Menteri Koordinator Perekonomian Darmin Nasution mengatakan, evaluasi itu untuk mengetahui apakah peraturan yang direncanakan tersebut sudah diterbitkan atau belum. “Semua paket sebenarnya, di-review. Walaupun ada juga yang waktu diumumkan, Januari 2016 baru berlaku (peraturannya),” katanya di Jakarta, Kamis malam (19/11).

Dengan cara tersebut, pemerintah setidaknya bisa menyusun statistik yang menggambarkan jumlah regulasi, seperti Peraturan Pemerintah (PP), yang masih belum diterbitkan. Setelah itu, menurut Darmin, hasil evaluasi deregulasi tersebut akan dibahas dalam sidang kabinet awal pekan depan.

(Baca: Pemerintah Fokuskan "Paket September" untuk Sektor Riil)

Sekadar informasi, pemerintah merilis paket kebijakan ekonomi pertama kali pada 9 September lalu. Paket yang bertujuan membangkitkan ekonomi nasional di tengah perlambatan ekonomi dunia tersebut terdiri atas deregulasi sejumlah peraturan, debirokrasi alias penyederhanaan perizinan usaha dan penegakan hukum serta kepastian usaha. Ada sebanyak 134 peraturan yang diperbaiki atau dibuat baru, terdiri atas 17 peraturan pemerintah (PP), 11 peraturan presiden (Perpres), dua instruksi presiden (Inpres), 96 peraturan menteri (Permen) dan delapan aturan lainnya.

(Ekonografik: Paket September Menghadang Krisis)

Setelah itu, pemerintah rajin merilis paket kebijakan baru, hingga yang terakhir adalah paket kebijakan jilid VI pada awal November lalu. Namun, banyak pihak menganggap dampak enam seri paket itu dalam jangka menengah-panjang dan lebih fokus pada menggenjot sektor industri dan investasi.

Padahal, masyarakat saat ini menghadapi penurunan daya beli sehingga membutuhkan kebijakan pemerintah yang membawa efek cepat. Bahkan, Darmin pun pernah mengakui paket kebijakan jilid I terlalu ambisius karena memuat rencana deregulasi puluhan hingga ratusan aturan.

Atas dasar itulah, pemerintah berencana membuat paket kebijakan jilid VII yang fokus pada upaya mendongkrak daya beli masyarakat dalam waktu cepat. Di antaranya adalah kebijakan mengenai dana desa, memacu sektor usaha peternakan sapi dan insentif Pajak Penghasilan (PPh) Pasal 21.

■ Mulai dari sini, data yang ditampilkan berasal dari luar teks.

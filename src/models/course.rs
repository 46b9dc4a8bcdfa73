//! Course model and course-option enumeration.
//!
//! A course declares an ordered list of component types (lecture,
//! discussion, lab, ...). Exactly one section must be taken per
//! component. A *course option* is one such selection whose sections
//! are mutually conflict-free.
//!
//! # Algorithm
//! Options are enumerated depth-first, component by component, dropping a
//! partial selection as soon as the newest section conflicts with one
//! already picked. The full cross product is never materialized.
//!
//! Order is lexicographic over (component order, candidate order), so
//! identical input always yields identical option order.

use serde::{Deserialize, Serialize};
use std::collections::{HashMap, HashSet};
use std::sync::OnceLock;
use tracing::trace;

use super::Section;
use crate::error::{Result, ScheduleError};

/// One conflict-free selection of sections for a course, in component order.
pub type CourseOption<'a> = Vec<&'a Section>;

/// Candidate sections for one component type.
#[derive(Debug, Clone, PartialEq, Eq, Serialize, Deserialize)]
pub struct Component {
    /// Component tag (`LEC`, `DIS`, ...).
    pub kind: String,
    /// Candidates in supplied order.
    pub sections: Vec<Section>,
}

impl Component {
    pub fn new(kind: impl Into<String>, sections: Vec<Section>) -> Self {
        Self {
            kind: kind.into(),
            sections,
        }
    }
}

/// A course to be scheduled.
///
/// Constructed only through validating constructors, so every declared
/// component has at least one candidate. Options are computed on first
/// use and cached.
#[derive(Debug, Clone, Serialize, Deserialize)]
#[serde(try_from = "CourseDef")]
pub struct Course {
    id: String,
    name: String,
    components: Vec<Component>,
    #[serde(skip)]
    options: OnceLock<Vec<Vec<usize>>>,
}

/// Unvalidated wire shape of a [`Course`].
#[derive(Deserialize)]
struct CourseDef {
    id: String,
    #[serde(default)]
    name: String,
    components: Vec<Component>,
}

impl TryFrom<CourseDef> for Course {
    type Error = ScheduleError;

    fn try_from(def: CourseDef) -> Result<Self> {
        Self::from_components(def.id, def.name, def.components)
    }
}

impl Course {
    /// Creates a course from declared component types and their candidates.
    ///
    /// # Errors
    /// - `DuplicateComponent` if a type is declared twice
    /// - `UnknownComponent` if a declared type has no entry in
    ///   `sections_by_component`, or an entry has no declared type
    /// - `EmptyComponent` if a declared type maps to an empty list
    pub fn new<S: Into<String>>(
        id: impl Into<String>,
        component_types: impl IntoIterator<Item = S>,
        mut sections_by_component: HashMap<String, Vec<Section>>,
    ) -> Result<Self> {
        let id = id.into();
        let mut components = Vec::new();

        for kind in component_types {
            let kind = kind.into();
            if components.iter().any(|c: &Component| c.kind == kind) {
                return Err(ScheduleError::DuplicateComponent {
                    course: id,
                    component: kind,
                });
            }
            let Some(sections) = sections_by_component.remove(&kind) else {
                return Err(ScheduleError::UnknownComponent {
                    course: id,
                    component: kind,
                });
            };
            components.push(Component::new(kind, sections));
        }

        // Report the smallest leftover key so the error is deterministic.
        if let Some(extra) = sections_by_component.into_keys().min() {
            return Err(ScheduleError::UnknownComponent {
                course: id,
                component: extra,
            });
        }

        Self::from_components(id, String::new(), components)
    }

    /// Starts a builder for the given course id.
    ///
    /// # Example
    /// ```
    /// use u_timetable::models::{Course, Section};
    ///
    /// let course = Course::builder("CS 61A")
    ///     .with_section(Section::new("001", "CS 61A", "LEC"))
    ///     .with_section(Section::new("101", "CS 61A", "DIS"))
    ///     .with_section(Section::new("102", "CS 61A", "DIS"))
    ///     .build()
    ///     .unwrap();
    ///
    /// assert_eq!(course.component_types().collect::<Vec<_>>(), ["LEC", "DIS"]);
    /// assert_eq!(course.option_count(), 2);
    /// ```
    pub fn builder(id: impl Into<String>) -> CourseBuilder {
        CourseBuilder::new(id)
    }

    fn from_components(id: String, name: String, components: Vec<Component>) -> Result<Self> {
        let mut seen = HashSet::new();
        for component in &components {
            if !seen.insert(component.kind.as_str()) {
                return Err(ScheduleError::DuplicateComponent {
                    course: id,
                    component: component.kind.clone(),
                });
            }
            if component.sections.is_empty() {
                return Err(ScheduleError::EmptyComponent {
                    course: id,
                    component: component.kind.clone(),
                });
            }
        }

        Ok(Self {
            id,
            name,
            components,
            options: OnceLock::new(),
        })
    }

    /// Sets the display name.
    pub fn with_name(mut self, name: impl Into<String>) -> Self {
        self.name = name.into();
        self
    }

    pub fn id(&self) -> &str {
        &self.id
    }

    pub fn name(&self) -> &str {
        &self.name
    }

    /// Components in declared order.
    pub fn components(&self) -> &[Component] {
        &self.components
    }

    /// Declared component types in order.
    pub fn component_types(&self) -> impl Iterator<Item = &str> {
        self.components.iter().map(|c| c.kind.as_str())
    }

    /// Candidate sections for a component type.
    pub fn sections(&self, kind: &str) -> Option<&[Section]> {
        self.components
            .iter()
            .find(|c| c.kind == kind)
            .map(|c| c.sections.as_slice())
    }

    /// All sections across components.
    pub fn all_sections(&self) -> impl Iterator<Item = &Section> {
        self.components.iter().flat_map(|c| c.sections.iter())
    }

    /// Size of the unpruned cross product of candidates.
    pub fn combination_count(&self) -> usize {
        self.components
            .iter()
            .map(|c| c.sections.len())
            .fold(1, usize::saturating_mul)
    }

    /// Every internally conflict-free selection, one section per component.
    pub fn options(&self) -> Vec<CourseOption<'_>> {
        self.option_choices()
            .iter()
            .map(|choice| {
                choice
                    .iter()
                    .zip(&self.components)
                    .map(|(&index, component)| &component.sections[index])
                    .collect()
            })
            .collect()
    }

    /// Number of course options.
    pub fn option_count(&self) -> usize {
        self.option_choices().len()
    }

    /// Cached candidate indices per option, one index per component.
    fn option_choices(&self) -> &[Vec<usize>] {
        self.options.get_or_init(|| {
            let choices = enumerate_options(&self.components);
            trace!(
                course = %self.id,
                options = choices.len(),
                combinations = self.combination_count(),
                "enumerated course options"
            );
            choices
        })
    }
}

/// Depth-first enumeration of conflict-free selections.
fn enumerate_options(components: &[Component]) -> Vec<Vec<usize>> {
    let mut out = Vec::new();
    let mut picked = Vec::with_capacity(components.len());
    extend_option(components, &mut picked, &mut out);
    out
}

fn extend_option(components: &[Component], picked: &mut Vec<usize>, out: &mut Vec<Vec<usize>>) {
    let Some(component) = components.get(picked.len()) else {
        out.push(picked.clone());
        return;
    };

    for (index, candidate) in component.sections.iter().enumerate() {
        let clashes = picked
            .iter()
            .zip(components)
            .any(|(&i, placed)| placed.sections[i].conflicts_with(candidate));
        if clashes {
            continue;
        }

        picked.push(index);
        extend_option(components, picked, out);
        picked.pop();
    }
}

/// Incremental course construction.
///
/// Component types are declared in the order they are first mentioned.
#[derive(Debug, Clone)]
pub struct CourseBuilder {
    id: String,
    name: String,
    components: Vec<Component>,
}

impl CourseBuilder {
    pub fn new(id: impl Into<String>) -> Self {
        Self {
            id: id.into(),
            name: String::new(),
            components: Vec::new(),
        }
    }

    /// Sets the display name.
    pub fn with_name(mut self, name: impl Into<String>) -> Self {
        self.name = name.into();
        self
    }

    /// Declares a component with its full candidate list.
    ///
    /// Declaring the same type twice fails at [`build`](Self::build).
    pub fn with_component(mut self, kind: impl Into<String>, sections: Vec<Section>) -> Self {
        self.components.push(Component::new(kind, sections));
        self
    }

    /// Adds one candidate under its own `component` tag, declaring the
    /// type if it has not been seen yet.
    pub fn with_section(mut self, section: Section) -> Self {
        self.push_section(section);
        self
    }

    pub(crate) fn push_section(&mut self, section: Section) {
        match self
            .components
            .iter_mut()
            .find(|c| c.kind == section.component)
        {
            Some(component) => component.sections.push(section),
            None => {
                let kind = section.component.clone();
                self.components.push(Component::new(kind, vec![section]));
            }
        }
    }

    /// Validates and builds the course.
    pub fn build(self) -> Result<Course> {
        Course::from_components(self.id, self.name, self.components)
    }
}
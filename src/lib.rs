//! Class timetable generation for the U-Engine ecosystem.
//!
//! Given the courses a student wants, picks one section per required
//! component (lecture, discussion, lab, ...) of every course and returns
//! every combination whose weekly meetings never clash.
//!
//! # Modules
//!
//! - **`models`**: Domain types: `MeetingPattern`, `Section`, `Course`,
//!   `Schedule`, and the conflict predicate
//! - **`solver`**: `ScheduleSolver`, the exhaustive backtracking search
//! - **`catalog`**: Groups flat registrar rows into validated courses
//! - **`validation`**: Cross-course integrity checks (duplicate IDs, misfiled sections)
//! - **`error`**: `ScheduleError` for invalid times, days, and course definitions
//!
//! # Architecture
//!
//! Pure, synchronous, in-process library. Loading course data, rendering
//! calendars, and exporting schedules belong to the caller; this crate
//! only consumes parsed sections and returns schedules that borrow them.
//! Diagnostics are emitted through `tracing`; no subscriber is installed.
//!
//! # References
//!
//! - Russell & Norvig (2020), "Artificial Intelligence: A Modern Approach", Ch. 6 (Backtracking Search)
//! - Knuth (2011), "The Art of Computer Programming", Vol. 4A, §7.2.2

pub mod catalog;
pub mod error;
pub mod models;
pub mod solver;
pub mod validation;

pub use error::{Result, ScheduleError};
//! Schedule (solution) model.
//!
//! A schedule is one complete, conflict-free selection: exactly one
//! section per component of every requested course. Sections are
//! borrowed from the input courses, so a schedule cannot outlive them.

use serde::Serialize;

use super::meeting::Day;
use super::Section;

/// A complete conflict-free timetable.
///
/// Sections appear in search order: course by course, and within a course
/// in component order.
#[derive(Debug, Clone, PartialEq, Eq, Serialize)]
#[serde(transparent)]
pub struct Schedule<'a> {
    sections: Vec<&'a Section>,
}

impl<'a> Schedule<'a> {
    pub(crate) fn new(sections: Vec<&'a Section>) -> Self {
        Self { sections }
    }

    /// Selected sections in search order.
    pub fn sections(&self) -> &[&'a Section] {
        &self.sections
    }

    pub fn iter(&self) -> impl Iterator<Item = &'a Section> + '_ {
        self.sections.iter().copied()
    }

    /// Number of selected sections.
    pub fn len(&self) -> usize {
        self.sections.len()
    }

    pub fn is_empty(&self) -> bool {
        self.sections.is_empty()
    }

    /// Section ids in order.
    pub fn section_ids(&self) -> Vec<&'a str> {
        self.iter().map(|s| s.id.as_str()).collect()
    }

    /// Sections chosen for one course.
    pub fn sections_for_course(&self, course_id: &str) -> Vec<&'a Section> {
        self.iter().filter(|s| s.course_id == course_id).collect()
    }

    /// The section chosen for a (course, component) slot.
    pub fn section_for(&self, course_id: &str, component: &str) -> Option<&'a Section> {
        self.iter()
            .find(|s| s.course_id == course_id && s.component == component)
    }

    /// Sections meeting on `day`, ordered by start time.
    ///
    /// Ties keep search order.
    pub fn sections_on(&self, day: Day) -> Vec<&'a Section> {
        let mut out: Vec<_> = self.iter().filter(|s| s.meets_on(day)).collect();
        out.sort_by_key(|s| s.meeting.map(|m| m.start_minute()));
        out
    }

    /// Whether any section meets on `day`.
    pub fn meets_on(&self, day: Day) -> bool {
        self.iter().any(|s| s.meets_on(day))
    }

    /// Earliest start and latest end over all timed sections.
    ///
    /// Returns `None` if every section is asynchronous.
    pub fn time_span(&self) -> Option<(u16, u16)> {
        self.iter()
            .filter_map(|s| s.meeting)
            .filter(|m| !m.days().is_empty())
            .map(|m| (m.start_minute(), m.end_minute()))
            .reduce(|(start, end), (s, e)| (start.min(s), end.max(e)))
    }

    /// Total weekly class time (minutes).
    pub fn weekly_minutes(&self) -> u32 {
        self.iter()
            .filter_map(|s| s.meeting)
            .map(|m| u32::from(m.duration_minutes()) * m.days().len() as u32)
            .sum()
    }

    /// Re-checks every pair for conflicts.
    pub fn is_conflict_free(&self) -> bool {
        self.sections.iter().enumerate().all(|(i, a)| {
            self.sections[i + 1..]
                .iter()
                .all(|b| !a.conflicts_with(b))
        })
    }
}

impl<'s, 'a> IntoIterator for &'s Schedule<'a> {
    type Item = &'a Section;
    type IntoIter = std::iter::Copied<std::slice::Iter<'s, &'a Section>>;

    fn into_iter(self) -> Self::IntoIter {
        self.sections.iter().copied()
    }
}

#[cfg(test)]
mod tests {
    use super::*;
    use crate::models::{DaySet, MeetingPattern};

    fn section(id: &str, course: &str, component: &str, days: &str, start: &str, end: &str) -> Section {
        Section::new(id, course, component).with_meeting(
            MeetingPattern::new(DaySet::parse(days).unwrap(), start, end).unwrap(),
        )
    }

    fn sample_sections() -> Vec<Section> {
        vec![
            section("A-L", "A", "LEC", "MWF", "10:00", "10:50"),
            section("A-D", "A", "DIS", "T", "8:00", "8:50"),
            section("B-L", "B", "LEC", "TR", "14:00", "15:15"),
            Section::new("C-L", "C", "LEC"),
        ]
    }

    #[test]
    fn test_queries() {
        let sections = sample_sections();
        let schedule = Schedule::new(sections.iter().collect());

        assert_eq!(schedule.len(), 4);
        assert_eq!(schedule.section_ids(), ["A-L", "A-D", "B-L", "C-L"]);
        assert_eq!(schedule.sections_for_course("A").len(), 2);
        assert_eq!(schedule.section_for("B", "LEC").map(|s| s.id.as_str()), Some("B-L"));
        assert!(schedule.section_for("B", "DIS").is_none());
    }

    #[test]
    fn test_sections_on_day_sorted() {
        let sections = sample_sections();
        let schedule = Schedule::new(sections.iter().rev().collect());

        let tuesday: Vec<_> = schedule
            .sections_on(Day::Tuesday)
            .iter()
            .map(|s| s.id.as_str())
            .collect();
        assert_eq!(tuesday, ["A-D", "B-L"]);
        assert!(schedule.meets_on(Day::Friday));
        assert!(!schedule.meets_on(Day::Saturday));
    }

    #[test]
    fn test_time_span_and_minutes() {
        let sections = sample_sections();
        let schedule = Schedule::new(sections.iter().collect());

        assert_eq!(schedule.time_span(), Some((480, 915)));
        // 3*50 + 50 + 2*75
        assert_eq!(schedule.weekly_minutes(), 350);

        let online = [Section::new("X", "X", "LEC")];
        assert_eq!(Schedule::new(online.iter().collect()).time_span(), None);
    }

    #[test]
    fn test_conflict_recheck() {
        let sections = sample_sections();
        assert!(Schedule::new(sections.iter().collect()).is_conflict_free());

        let clash = section("D-L", "D", "LEC", "W", "10:30", "11:00");
        let mut refs: Vec<&Section> = sections.iter().collect();
        refs.push(&clash);
        assert!(!Schedule::new(refs).is_conflict_free());
    }

    #[test]
    fn test_serialize_as_section_list() {
        let sections = sample_sections();
        let schedule = Schedule::new(sections[3..].iter().collect());
        let json = serde_json::to_value(&schedule).unwrap();
        assert_eq!(json[0]["id"], "C-L");
        assert_eq!(json[0]["meeting"], serde_json::Value::Null);
    }
}
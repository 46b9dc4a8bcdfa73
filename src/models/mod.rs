//! Timetable domain models.
//!
//! Provides the data types the search engine works over: weekly meeting
//! patterns, sections, courses with their component slots, and the
//! schedules the solver produces.
//!
//! # Domain Mappings
//!
//! | u-timetable | Registrar data | Meaning |
//! |-------------|----------------|---------|
//! | MeetingPattern | Meeting Days + Start/End Time | Weekly time block |
//! | Section | Class section | One attendable offering |
//! | Component | Course Component | Slot needing exactly one section |
//! | Course | Subject + Catalog Number | Set of required components |
//! | Schedule | Calendar | One section per slot, no clashes |

mod course;
mod meeting;
mod schedule;
mod section;

pub use course::{Component, Course, CourseBuilder, CourseOption};
pub use meeting::{
    conflicts, format_time, parse_time, ranges_overlap, Day, DaySet, MeetingPattern,
    MINUTES_PER_DAY,
};
pub use schedule::Schedule;
pub use section::Section;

Sebelumnya, Darmin pernah mengatakan, kebijakan penurunan PPh Pasal 21 ini tengah didiskusikan dengan Badan Koordinasi Penanaman Modal (BKPM) terkait ketertarikan perusahaan. Terutama bagi perusahaan padat karya yang memiliki 2.000 tenaga kerja. “Kan tidak ada gunanya dikeluarkan, tapi tidak ada yang tertarik,” ujarnya.

Pada kesempatan berbeda, Kepala Badan Kebijakan Fiskal (BKF) Kementerian Keuangan Suahasil Nazara menuturkan, insentif fiskal ini kurang diminati ketika diterapkan tahun 2008. Untuk itu, Kementerian Keuangan masih mengkaji kebijakan tersebut. Apalagi insentif ini juga bisa mengurangi potensi penerimaan pajak tahun ini. “Masih kami kaji, apalagi besarannya,” katanya.

Sementara itu, Ekonom Universitas Paramadina Firmanzah berpendapat, stimulus fiskal tersebut bisa meningkatkan pendapatan masyarakat sehingga mendorong daya beli. Namun, di sisi lain, pemerintah perlu meredam kenaikan harga barang dan jasa. Seperti rencana kenaikan tarif dasar listrik (TDL) 400 Volt Ampere (VA) karena akan memengaruhi pendapatan masyarakat.

Dia menilai, sulit meningkatkan daya beli masyarakat dalam waktu dekat. Karena itu, yang lebih penting adalah menjaga konsumsi rumahtangga tumbuh sekitar 5 persen sehingga dapat mendukung pertumbuhan ekonomi. Selain menjaga inflasi, pemerintah perlu mengantisipasi gelombang pemutusan hubungan kerja (PHK) dengan memberikan stimulus bagi industri padat karya.